「新釈 走れメロス 他四篇」読了。

新釈 走れメロス 他四篇 (祥伝社文庫 も 10-1)

新釈 走れメロス 他四篇 (祥伝社文庫 も 10-1)

名作のパロディということで若干不安を覚えつつ手に取ったけど、しっかりした中身に安堵し、没頭して読んだ。山月記にしろ薮の中にしろ、触れれば切れる、どころか下手すれば片手くらい吹き飛びそうなくらいのインパクトがあった。テーマを身近に置き換えたことで、原作が秘めている凶暴性がむき出しになったような気がする。
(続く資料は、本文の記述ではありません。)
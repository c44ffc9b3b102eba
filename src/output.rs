//! Terminal output formatting for the retint CLI.
//!
//! Status lines go to stderr with the verb right-aligned, the way Cargo
//! prints them. Stdout is left to commands whose output is meant to be
//! piped, such as `retint colour`.

use std::io::{self, IsTerminal, Write};
use std::path::Path;

use crate::types::Colour;

const RESET: &str = "\x1b[0m";
const BOLD: &str = "\x1b[1m";
const DIM: &str = "\x1b[2m";
const GREEN: &str = "\x1b[32m";
const YELLOW: &str = "\x1b[33m";
const CYAN: &str = "\x1b[36m";

const VERB_WIDTH: usize = 12;

/// Status printer for the pipeline stages.
///
/// ANSI styling is used when stderr is a terminal and `NO_COLOR` is unset.
/// Detail lines (one per file or asset) only appear with `--verbose`.
pub struct Printer {
    color: bool,
    verbose: bool,
}

impl Printer {
    pub fn new() -> Self {
        Self {
            color: io::stderr().is_terminal() && std::env::var_os("NO_COLOR").is_none(),
            verbose: false,
        }
    }

    pub fn with_verbose(mut self, verbose: bool) -> Self {
        self.verbose = verbose;
        self
    }

    /// A stage starting or finishing, e.g.
    /// `     Copying Yaru -> ~/.local/share/themes/Yaru-Blue`.
    pub fn status(&self, verb: &str, message: &str) {
        self.print_line(GREEN, verb, message);
    }

    pub fn success(&self, verb: &str, message: &str) {
        self.print_line(GREEN, verb, message);
    }

    pub fn info(&self, verb: &str, message: &str) {
        self.print_line(CYAN, verb, message);
    }

    /// Per-file line, printed only in verbose mode.
    pub fn detail(&self, verb: &str, message: &str) {
        if self.verbose {
            self.print_line(DIM, verb, message);
        }
    }

    pub fn warning(&self, verb: &str, message: &str) {
        self.print_line(YELLOW, verb, message);
    }

    pub fn dim(&self, text: &str) -> String {
        self.paint(DIM, text)
    }

    pub fn bold(&self, text: &str) -> String {
        self.paint(BOLD, text)
    }

    /// The colour's hex code, preceded by a true-colour block when styling
    /// is on.
    pub fn swatch(&self, colour: Colour) -> String {
        if self.color {
            let [r, g, b] = colour.to_rgb();
            format!("\x1b[48;2;{r};{g};{b}m  {RESET} {colour}")
        } else {
            colour.to_string()
        }
    }

    fn paint(&self, style: &str, text: &str) -> String {
        if self.color {
            format!("{style}{text}{RESET}")
        } else {
            text.to_string()
        }
    }

    fn print_line(&self, color: &str, verb: &str, message: &str) {
        let verb = format!("{verb:>VERB_WIDTH$}");
        let verb = if self.color {
            format!("{BOLD}{color}{verb}{RESET}")
        } else {
            verb
        };
        let _ = writeln!(io::stderr().lock(), "{verb} {message}");
    }
}

impl Default for Printer {
    fn default() -> Self {
        Self::new()
    }
}

/// `plural(1, "file", "files")` → "1 file".
pub fn plural(n: usize, singular: &str, pluralized: &str) -> String {
    format!("{} {}", n, if n == 1 { singular } else { pluralized })
}

/// Shorten a path for display: relative to the working directory when
/// inside it, `~/...` when inside the home directory.
pub fn display_path(path: &Path) -> String {
    if let Ok(cwd) = std::env::current_dir() {
        if let Ok(relative) = path.strip_prefix(&cwd) {
            return match relative.display().to_string() {
                s if s.is_empty() => ".".to_string(),
                s => s,
            };
        }
    }

    if let Some(home) = dirs_next::home_dir() {
        if let Ok(relative) = path.strip_prefix(&home) {
            return Path::new("~").join(relative).display().to_string();
        }
    }

    path.display().to_string()
}

#[cfg(test)]
mod tests {
    use super::*;

    #[test]
    fn test_plural() {
        assert_eq!(plural(1, "file", "files"), "1 file");
        assert_eq!(plural(0, "file", "files"), "0 files");
        assert_eq!(plural(14, "asset rendered", "assets rendered"), "14 assets rendered");
    }

    #[test]
    fn test_display_path_outside_cwd_and_home() {
        let p = Path::new("/nonexistent/path/to/theme");
        assert_eq!(display_path(p), "/nonexistent/path/to/theme");
    }

    #[test]
    fn test_display_path_cwd() {
        let cwd = std::env::current_dir().unwrap();
        assert_eq!(display_path(&cwd), ".");
        assert_eq!(display_path(&cwd.join("themes")), "themes");
    }

    #[test]
    fn test_plain_styling() {
        let printer = Printer {
            color: false,
            verbose: true,
        };
        assert_eq!(printer.bold("Blue"), "Blue");
        assert_eq!(printer.swatch(Colour::rgb(0x35, 0x84, 0xE4)), "#3584E4");
    }

    #[test]
    fn test_swatch_uses_true_colour() {
        let printer = Printer {
            color: true,
            verbose: false,
        };
        let swatch = printer.swatch(Colour::rgb(53, 132, 228));
        assert!(swatch.starts_with("\x1b[48;2;53;132;228m"));
        assert!(swatch.ends_with("#3584E4"));
    }
}
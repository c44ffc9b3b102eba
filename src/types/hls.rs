//! HLS conversion and lightness offsets.
//!
//! The conversion follows the classic `colorsys` formulation operation for
//! operation, and converting back truncates each channel. Generated theme
//! files are compared byte for byte against earlier releases, so the float
//! arithmetic here must not be reordered or "simplified".

use std::fmt;

use super::Colour;

const ONE_THIRD: f64 = 1.0 / 3.0;
const ONE_SIXTH: f64 = 1.0 / 6.0;
const TWO_THIRD: f64 = 2.0 / 3.0;

/// Hue, lightness and saturation, each in `[0, 1]`.
#[derive(Debug, Clone, Copy, PartialEq)]
pub struct Hls {
    pub hue: f64,
    pub lightness: f64,
    pub saturation: f64,
}

impl Hls {
    /// Convert an RGB colour to HLS.
    pub fn from_colour(colour: Colour) -> Self {
        let r = f64::from(colour.r) / 255.0;
        let g = f64::from(colour.g) / 255.0;
        let b = f64::from(colour.b) / 255.0;

        let maxc = r.max(g).max(b);
        let minc = r.min(g).min(b);
        let sumc = maxc + minc;
        let rangec = maxc - minc;
        let lightness = sumc / 2.0;

        if minc == maxc {
            return Self {
                hue: 0.0,
                lightness,
                saturation: 0.0,
            };
        }

        let saturation = if lightness <= 0.5 {
            rangec / sumc
        } else {
            rangec / (2.0 - maxc - minc)
        };

        let rc = (maxc - r) / rangec;
        let gc = (maxc - g) / rangec;
        let bc = (maxc - b) / rangec;
        let hue = if r == maxc {
            bc - gc
        } else if g == maxc {
            2.0 + rc - bc
        } else {
            4.0 + gc - rc
        };

        Self {
            hue: (hue / 6.0).rem_euclid(1.0),
            lightness,
            saturation,
        }
    }

    /// Convert back to RGB, truncating each channel.
    pub fn to_colour(self) -> Colour {
        let (r, g, b) = if self.saturation == 0.0 {
            (self.lightness, self.lightness, self.lightness)
        } else {
            let m2 = if self.lightness <= 0.5 {
                self.lightness * (1.0 + self.saturation)
            } else {
                self.lightness + self.saturation - (self.lightness * self.saturation)
            };
            let m1 = 2.0 * self.lightness - m2;
            (
                channel(m1, m2, self.hue + ONE_THIRD),
                channel(m1, m2, self.hue),
                channel(m1, m2, self.hue - ONE_THIRD),
            )
        };

        Colour::rgb(truncate(r), truncate(g), truncate(b))
    }
}

fn channel(m1: f64, m2: f64, hue: f64) -> f64 {
    let hue = hue.rem_euclid(1.0);
    if hue < ONE_SIXTH {
        return m1 + (m2 - m1) * hue * 6.0;
    }
    if hue < 0.5 {
        return m2;
    }
    if hue < TWO_THIRD {
        return m1 + (m2 - m1) * (TWO_THIRD - hue) * 6.0;
    }
    m1
}

/// Scale a unit channel to a byte, truncating toward zero and clamping.
fn truncate(value: f64) -> u8 {
    (value * 255.0).clamp(0.0, 255.0) as u8
}

/// A colour together with its HLS representation.
#[derive(Debug, Clone, Copy, PartialEq)]
pub struct ColourSpec {
    colour: Colour,
    hls: Hls,
}

impl ColourSpec {
    pub fn new(colour: Colour) -> Self {
        Self {
            colour,
            hls: Hls::from_colour(colour),
        }
    }

    /// Parse a hex colour.
    pub fn from_hex(s: &str) -> crate::error::Result<Self> {
        Colour::from_hex(s).map(Self::new)
    }

    pub fn colour(&self) -> Colour {
        self.colour
    }

    /// Shift lightness by `offset` steps on a 0–255 scale.
    ///
    /// Lightness saturates at black and white. A zero offset returns the
    /// colour unchanged.
    pub fn with_lightness_offset(&self, offset: i32) -> ColourSpec {
        if offset == 0 {
            return *self;
        }

        let lightness = (self.hls.lightness + f64::from(offset) / 255.0).clamp(0.0, 1.0);
        let shifted = Hls {
            lightness,
            ..self.hls
        };
        ColourSpec::new(shifted.to_colour())
    }

    /// The offset that moves this colour's lightness onto `other`'s.
    pub fn offset_to(&self, other: &ColourSpec) -> i32 {
        ((other.hls.lightness - self.hls.lightness) * 255.0).round() as i32
    }

    pub fn to_hex(&self) -> String {
        self.colour.to_hex()
    }
}

impl From<Colour> for ColourSpec {
    fn from(colour: Colour) -> Self {
        Self::new(colour)
    }
}

impl fmt::Display for ColourSpec {
    fn fmt(&self, f: &mut fmt::Formatter<'_>) -> fmt::Result {
        self.colour.fmt(f)
    }
}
いや、作者が書きたい部分を上手く強調しているのかな。うまくシンクロナイズされていると思う。
薮の中に関しては多様な読みが出来る作品だけど、これはこれで成るほどと思わされる。つか、自分も森見と似た部分に興味を惹かれる。瞋恚に燃えたかった眼差しで妻を見て、美しいと感じる男の心情にフォーカスを当てた気持ちがなんとなく分かる気がする。原作(芥川版)では男は自刃しているわけですが、そこまで潔くしなかったのが森見版の特徴なのかな。
走れメロスは他とは違って、娯楽性に富んでる。この作品がなく、他の四篇だけだとかなり重たい本になっていたかも。そもそも、原作にしたって友情を描いた…なんて言われるけど、太宰、ノリノリじゃん?みたいな。メロスがセリヌンティウスと友情を確かめ合うのなんて、予定調和に他ならない訳で、大仰な文章を愉しむべき…だと思うんですよね。
百物語もこれまた違ったテイストで、作者本人を登場させている辺りでなんか違う。そもそも原作が一人称なので仕方ないのだけれど、他の四作と並べることでまた違った意味合いを醸し出していると感じる。ところで、掌編はこの程度の読後感で十分なんだよなあ、なんて思ったりしますが、どうでしょう。


レトリックを弄する点は西尾某に似てなくもないと思うけど、そしてそういうタイプは基本的に嫌いなんだけれども。この人のはなんか許せるんだよなあ。